Local educator Abbie Herring, who works with the Safe Space Action Team, told the council she recently began volunteering with an indoor skate park on Beech Street in Cortez. She heard from many young people that they don’t feel safe the outdoor skate park and that’s why they frequent the indoor one.
She said the outdoor park is eroding and in disrepair.
Herring also said better lighting is needed so kids can skate there on winter evenings when the weather is dry, and because more lighting would discourage dangerous people from hanging out there.
A man who works with the nonprofit School Community Youth Collaborative, Neco Escoe, said he has frequented the skate park since he was young but over the last 20 years it has become “unskatable.”
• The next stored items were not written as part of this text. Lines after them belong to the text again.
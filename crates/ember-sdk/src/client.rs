//! JSON-RPC client.
//!
//! `Client` wraps a [`Transport`] with typed method wrappers, a
//! race-free chain-id cache, batching, and receipt polling. It holds no
//! other state, so one instance can be shared across tasks.

use std::sync::{Arc, OnceLock};
use std::time::{Duration, Instant};

use serde_json::{json, Value};

use ember_primitives::{hex_ops, Address, H256, U256};

use crate::error::ClientError;
use crate::transport::{BatchEntry, MockTransport, Transport};
use crate::types::{parse_block, parse_log, parse_receipt, Block, BlockId, CallRequest, LogFilter, Log, Receipt};

#[cfg(feature = "http")]
use crate::transport::HttpTransport;

/// JSON-RPC client over a pluggable transport
pub struct Client {
    transport: Arc<dyn Transport>,
    chain_id: OnceLock<u64>,
}

impl Client {
    /// Create a client over any transport
    pub fn new(transport: impl Transport + 'static) -> Self {
        Self::from_arc(Arc::new(transport))
    }

    /// Create a client over a shared transport
    pub fn from_arc(transport: Arc<dyn Transport>) -> Self {
        Self { transport, chain_id: OnceLock::new() }
    }

    /// Create a client with a mock transport (for testing)
    pub fn new_mock() -> Self {
        Self::new(MockTransport::new())
    }

    /// Connect over HTTP and eagerly cache the chain id
    #[cfg(feature = "http")]
    pub async fn connect(url: &str) -> Result<Self, ClientError> {
        let client = Self::new(HttpTransport::new(url));
        client.chain_id().await?;
        Ok(client)
    }

    /// The underlying transport
    pub fn transport(&self) -> &Arc<dyn Transport> {
        &self.transport
    }

    async fn request<T: serde::de::DeserializeOwned>(
        &self,
        method: &str,
        params: Vec<Value>,
    ) -> Result<T, ClientError> {
        let value = self.transport.request_json(method, params).await?;
        serde_json::from_value(value)
            .map_err(|e| ClientError::BadData { message: format!("{}: {}", method, e) })
    }

    // ---- chain info ----

    /// Chain id, cached after the first successful fetch
    pub async fn chain_id(&self) -> Result<u64, ClientError> {
        if let Some(id) = self.chain_id.get() {
            return Ok(*id);
        }
        let hex: String = self.request("eth_chainId", vec![]).await?;
        let id = hex_ops::hex_to_u64(&hex)?;
        // another task may have won the race; both saw the same chain
        let _ = self.chain_id.set(id);
        Ok(id)
    }

    /// Current block number
    pub async fn block_number(&self) -> Result<u64, ClientError> {
        let hex: String = self.request("eth_blockNumber", vec![]).await?;
        Ok(hex_ops::hex_to_u64(&hex)?)
    }

    /// Node gas price
    pub async fn gas_price(&self) -> Result<U256, ClientError> {
        let hex: String = self.request("eth_gasPrice", vec![]).await?;
        Ok(hex_ops::hex_to_u256(&hex)?)
    }

    // ---- account queries ----

    /// Balance of an address at a block
    pub async fn get_balance(&self, address: &Address, block: BlockId) -> Result<U256, ClientError> {
        let hex: String = self
            .request("eth_getBalance", vec![json!(address.to_hex()), json!(block)])
            .await?;
        Ok(hex_ops::hex_to_u256(&hex)?)
    }

    /// Transaction count (nonce) of an address at a block tag
    pub async fn get_transaction_count(
        &self,
        address: &Address,
        block: BlockId,
    ) -> Result<u64, ClientError> {
        let hex: String = self
            .request("eth_getTransactionCount", vec![json!(address.to_hex()), json!(block)])
            .await?;
        Ok(hex_ops::hex_to_u64(&hex)?)
    }

    /// Deployed code at an address
    pub async fn get_code(&self, address: &Address, block: BlockId) -> Result<Vec<u8>, ClientError> {
        let hex: String = self
            .request("eth_getCode", vec![json!(address.to_hex()), json!(block)])
            .await?;
        Ok(hex_ops::hex_to_bytes(&hex)?)
    }

    // ---- blocks and transactions ----

    /// Block by id; `full` controls whether transactions are expanded
    pub async fn get_block(&self, block: BlockId, full: bool) -> Result<Option<Block>, ClientError> {
        let value: Value = self
            .request("eth_getBlockByNumber", vec![json!(block), json!(full)])
            .await?;
        if value.is_null() {
            return Ok(None);
        }
        parse_block(&value).map(Some)
    }

    /// Block by hash
    pub async fn get_block_by_hash(&self, hash: &H256, full: bool) -> Result<Option<Block>, ClientError> {
        let value: Value = self
            .request("eth_getBlockByHash", vec![json!(hash.to_hex()), json!(full)])
            .await?;
        if value.is_null() {
            return Ok(None);
        }
        parse_block(&value).map(Some)
    }

    /// Raw transaction object by hash, `None` when the node has dropped it
    pub async fn get_transaction(&self, hash: &H256) -> Result<Option<Value>, ClientError> {
        let value: Value = self
            .request("eth_getTransactionByHash", vec![json!(hash.to_hex())])
            .await?;
        Ok(if value.is_null() { None } else { Some(value) })
    }

    /// Receipt by transaction hash, `None` while pending
    pub async fn get_transaction_receipt(
        &self,
        hash: &H256,
    ) -> Result<Option<Receipt>, ClientError> {
        let value: Value = self
            .request("eth_getTransactionReceipt", vec![json!(hash.to_hex())])
            .await?;
        if value.is_null() {
            return Ok(None);
        }
        parse_receipt(&value).map(Some)
    }

    /// Logs matching a filter
    pub async fn get_logs(&self, filter: &LogFilter) -> Result<Vec<Log>, ClientError> {
        let value: Value = self.request("eth_getLogs", vec![filter.to_json()]).await?;
        let entries = value
            .as_array()
            .ok_or_else(|| ClientError::BadData { message: "eth_getLogs: not an array".into() })?;
        entries.iter().map(parse_log).collect()
    }

    // ---- calls and submission ----

    /// Execute a read-only call
    pub async fn call(&self, request: &CallRequest, block: BlockId) -> Result<Vec<u8>, ClientError> {
        let hex: String = self
            .request("eth_call", vec![serde_json::to_value(request)?, json!(block)])
            .await?;
        Ok(hex_ops::hex_to_bytes(&hex)?)
    }

    /// Ask the node for a gas estimate
    pub async fn estimate_gas(&self, request: &CallRequest) -> Result<u64, ClientError> {
        let hex: String = self
            .request("eth_estimateGas", vec![serde_json::to_value(request)?])
            .await?;
        Ok(hex_ops::hex_to_u64(&hex)?)
    }

    /// Submit a signed transaction and return its hash
    pub async fn send_raw_transaction(&self, raw: &[u8]) -> Result<H256, ClientError> {
        let hex: String = self
            .request("eth_sendRawTransaction", vec![json!(hex_ops::bytes_to_hex(raw))])
            .await?;
        H256::from_hex(&hex).map_err(|e| ClientError::BadData { message: e.to_string() })
    }

    /// Send a JSON-RPC batch; results come back in request order with
    /// per-entry errors embedded
    pub async fn send_batch(
        &self,
        entries: Vec<BatchEntry>,
    ) -> Result<Vec<Result<Value, ClientError>>, ClientError> {
        self.transport.request_batch(entries).await
    }

    /// Poll for a receipt every second until `confirmations` blocks have
    /// built on it or `timeout` elapses
    pub async fn wait_for_transaction(
        &self,
        hash: &H256,
        confirmations: u64,
        timeout: Duration,
    ) -> Result<Receipt, ClientError> {
        let started = Instant::now();
        loop {
            if let Some(receipt) = self.get_transaction_receipt(hash).await? {
                if confirmations <= 1 {
                    return Ok(receipt);
                }
                if let Some(included) = receipt.block_number {
                    let current = self.block_number().await?;
                    if current + 1 >= included + confirmations {
                        return Ok(receipt);
                    }
                }
            }

            if started.elapsed() > timeout {
                return Err(ClientError::Timeout {
                    operation: format!("receipt of {}", hash),
                    seconds: timeout.as_secs(),
                });
            }
            tokio::time::sleep(Duration::from_secs(1)).await;
        }
    }
}

/// Handle for a submitted transaction.
///
/// `wait` polls for the receipt and, when the sender and nonce are
/// known, reports `TRANSACTION_REPLACED` if a different transaction
/// consumed the nonce.
#[derive(Clone)]
pub struct PendingTransaction {
    hash: H256,
    client: Arc<Client>,
    from: Option<Address>,
    nonce: Option<u64>,
}

impl std::fmt::Debug for PendingTransaction {
    fn fmt(&self, f: &mut std::fmt::Formatter<'_>) -> std::fmt::Result {
        f.debug_struct("PendingTransaction")
            .field("hash", &self.hash)
            .field("from", &self.from)
            .field("nonce", &self.nonce)
            .finish()
    }
}

impl PendingTransaction {
    /// Wrap a submitted transaction hash
    pub fn new(hash: H256, client: Arc<Client>) -> Self {
        Self { hash, client, from: None, nonce: None }
    }

    pub(crate) fn with_sender(mut self, from: Address, nonce: u64) -> Self {
        self.from = Some(from);
        self.nonce = Some(nonce);
        self
    }

    /// The transaction hash
    pub fn hash(&self) -> &H256 {
        &self.hash
    }

    /// Wait for inclusion with the given confirmation depth.
    ///
    /// Defaults used by callers are 1 confirmation and 60 seconds. A
    /// receipt with status 0 is returned as-is for the caller to
    /// inspect.
    pub async fn wait(&self, confirmations: u64, timeout: Duration) -> Result<Receipt, ClientError> {
        let started = Instant::now();
        loop {
            if let Some(receipt) = self.client.get_transaction_receipt(&self.hash).await? {
                if confirmations <= 1 {
                    return Ok(receipt);
                }
                if let Some(included) = receipt.block_number {
                    let current = self.client.block_number().await?;
                    if current + 1 >= included + confirmations {
                        return Ok(receipt);
                    }
                }
            } else if let (Some(from), Some(nonce)) = (self.from, self.nonce) {
                // no receipt: check whether something else consumed the nonce
                let mined_nonce =
                    self.client.get_transaction_count(&from, BlockId::Latest).await?;
                if mined_nonce > nonce
                    && self.client.get_transaction(&self.hash).await?.is_none()
                {
                    return Err(ClientError::TransactionReplaced {
                        reason: "replaced".to_string(),
                        hash: self.hash.to_hex(),
                    });
                }
            }

            if started.elapsed() > timeout {
                return Err(ClientError::Timeout {
                    operation: format!("receipt of {}", self.hash),
                    seconds: timeout.as_secs(),
                });
            }
            tokio::time::sleep(Duration::from_secs(1)).await;
        }
    }
}

#[cfg(test)]
mod tests {
    use super::*;

    #[tokio::test]
    async fn test_chain_id_cached() {
        let transport = Arc::new(MockTransport::new());
        let client = Client::from_arc(transport.clone());

        assert_eq!(client.chain_id().await.unwrap(), 1);
        assert_eq!(client.chain_id().await.unwrap(), 1);
        // only the first call reaches the transport
        let chain_calls = transport
            .calls()
            .iter()
            .filter(|(m, _)| m == "eth_chainId")
            .count();
        assert_eq!(chain_calls, 1);
    }

    #[tokio::test]
    async fn test_get_balance() {
        let client = Client::new_mock();
        let balance = client.get_balance(&Address::ZERO, BlockId::Latest).await.unwrap();
        assert_eq!(balance, U256::from(1_000_000_000_000_000_000u128));
    }

    #[tokio::test]
    async fn test_block_tag_reaches_wire() {
        let transport = Arc::new(MockTransport::new());
        let client = Client::from_arc(transport.clone());
        client
            .get_transaction_count(&Address::ZERO, BlockId::Pending)
            .await
            .unwrap();
        let calls = transport.calls();
        assert_eq!(calls[0].1[1], json!("pending"));
    }

    #[tokio::test]
    async fn test_get_block_parses_base_fee() {
        let client = Client::new_mock();
        let block = client.get_block(BlockId::Latest, false).await.unwrap().unwrap();
        assert_eq!(block.base_fee_per_gas, Some(U256::from(1_000_000_000u64)));
    }

    #[tokio::test]
    async fn test_send_raw_transaction_returns_hash() {
        let client = Client::new_mock();
        let hash = client.send_raw_transaction(&[0x02, 0x01]).await.unwrap();
        assert_eq!(
            hash.to_hex(),
            "0x88df016429689c079f3b2f6ad39fa052532c56795b733da78a91ebe6a713944b"
        );
    }

    #[tokio::test]
    async fn test_wait_for_transaction_times_out() {
        let client = Client::new_mock();
        let hash = H256::from_bytes([0x11; 32]);
        let err = client
            .wait_for_transaction(&hash, 1, Duration::from_millis(0))
            .await
            .unwrap_err();
        assert_eq!(err.kind(), crate::error::ErrorKind::Timeout);
    }

    #[tokio::test]
    async fn test_wait_for_transaction_returns_receipt() {
        let transport = Arc::new(MockTransport::new());
        let client = Client::from_arc(transport.clone());
        transport.set_response(
            "eth_getTransactionReceipt",
            json!({
                "transactionHash":
                    "0x1111111111111111111111111111111111111111111111111111111111111111",
                "blockNumber": "0x10",
                "status": "0x1",
                "gasUsed": "0x5208",
            }),
        );
        let hash = H256::from_bytes([0x11; 32]);
        let receipt = client
            .wait_for_transaction(&hash, 1, Duration::from_secs(5))
            .await
            .unwrap();
        assert!(receipt.is_success());
    }

    #[tokio::test]
    async fn test_failed_receipt_returned_as_is() {
        let transport = Arc::new(MockTransport::new());
        let client = Client::from_arc(transport.clone());
        transport.set_response(
            "eth_getTransactionReceipt",
            json!({
                "transactionHash":
                    "0x1111111111111111111111111111111111111111111111111111111111111111",
                "status": "0x0",
            }),
        );
        let hash = H256::from_bytes([0x11; 32]);
        let receipt = client
            .wait_for_transaction(&hash, 1, Duration::from_secs(5))
            .await
            .unwrap();
        assert!(!receipt.is_success());
    }
}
Escoe said he has been doing a skateboarding program for the last four years with SCYC and has a surplus of 20 or more kids most weeks.
“That is an entire community that is being ignored, and that absolutely breaks my heart,” he said. “If you had something you wanted to express and do and it was being taken away right in front of your eyes, I can imagine you would feel pretty upset.”
Veronica Wynhausen of Dolores echoed those concerns. She said she is a roller-skater but avoids the Cortez skate park because of the safety issues, both the physical ones such as cracks in the surface and the problems with potentially dangerous people being there.
She noted that skateboarding is an Olympic sport now and pointed out that it is one of the most affordable sports for youths.
The director of the city’s Parks and Recreation Department, Creighton Wright, told KSJD he’s aware of the concerns.
He said the skate park’s concrete surface has spalled over the past several years.
“Going over a rough spot isn’t that great,” he said.
Also, the hill on the north side has sloughed, allowing rocks to get in. He said a contractor should be starting work on those issues soon, doing some concrete work and possible creating a wall on the north side. Wright said there are already lights at the park, including some floodlights that were added to poles last year, and he’ll talk with skaters about what else they need.
He said security cameras in all city parks are being replaced and there will be a camera directed at the outdoor skate park.
“We would really, really like to have one at the skate park, but we may not be able to make that work,” he said.
The city will be adding some minor enhancements including a low rail for beginning skaters, a picnic table, and a working water fountain, he said.
Wright also said the city is working to renew its partnership with SCYC’s Skate Club. The Skate Club may be at the skate park one day a week providing some supervised skating, he said.
The city wants to have outreach and connectivity with SCYC, he said, so they can provide comments and concerns the city can react to. One issue still to be resolved is the artistic murals that were at one point on the walls of the skate park, but discussions will continue, he said.
“We have plans in place and some of these concerns may be addressed very soon,” Wright said. He said he hopes work can begin on some of the physical as well as the programmatic and partnership issues before summer even begins.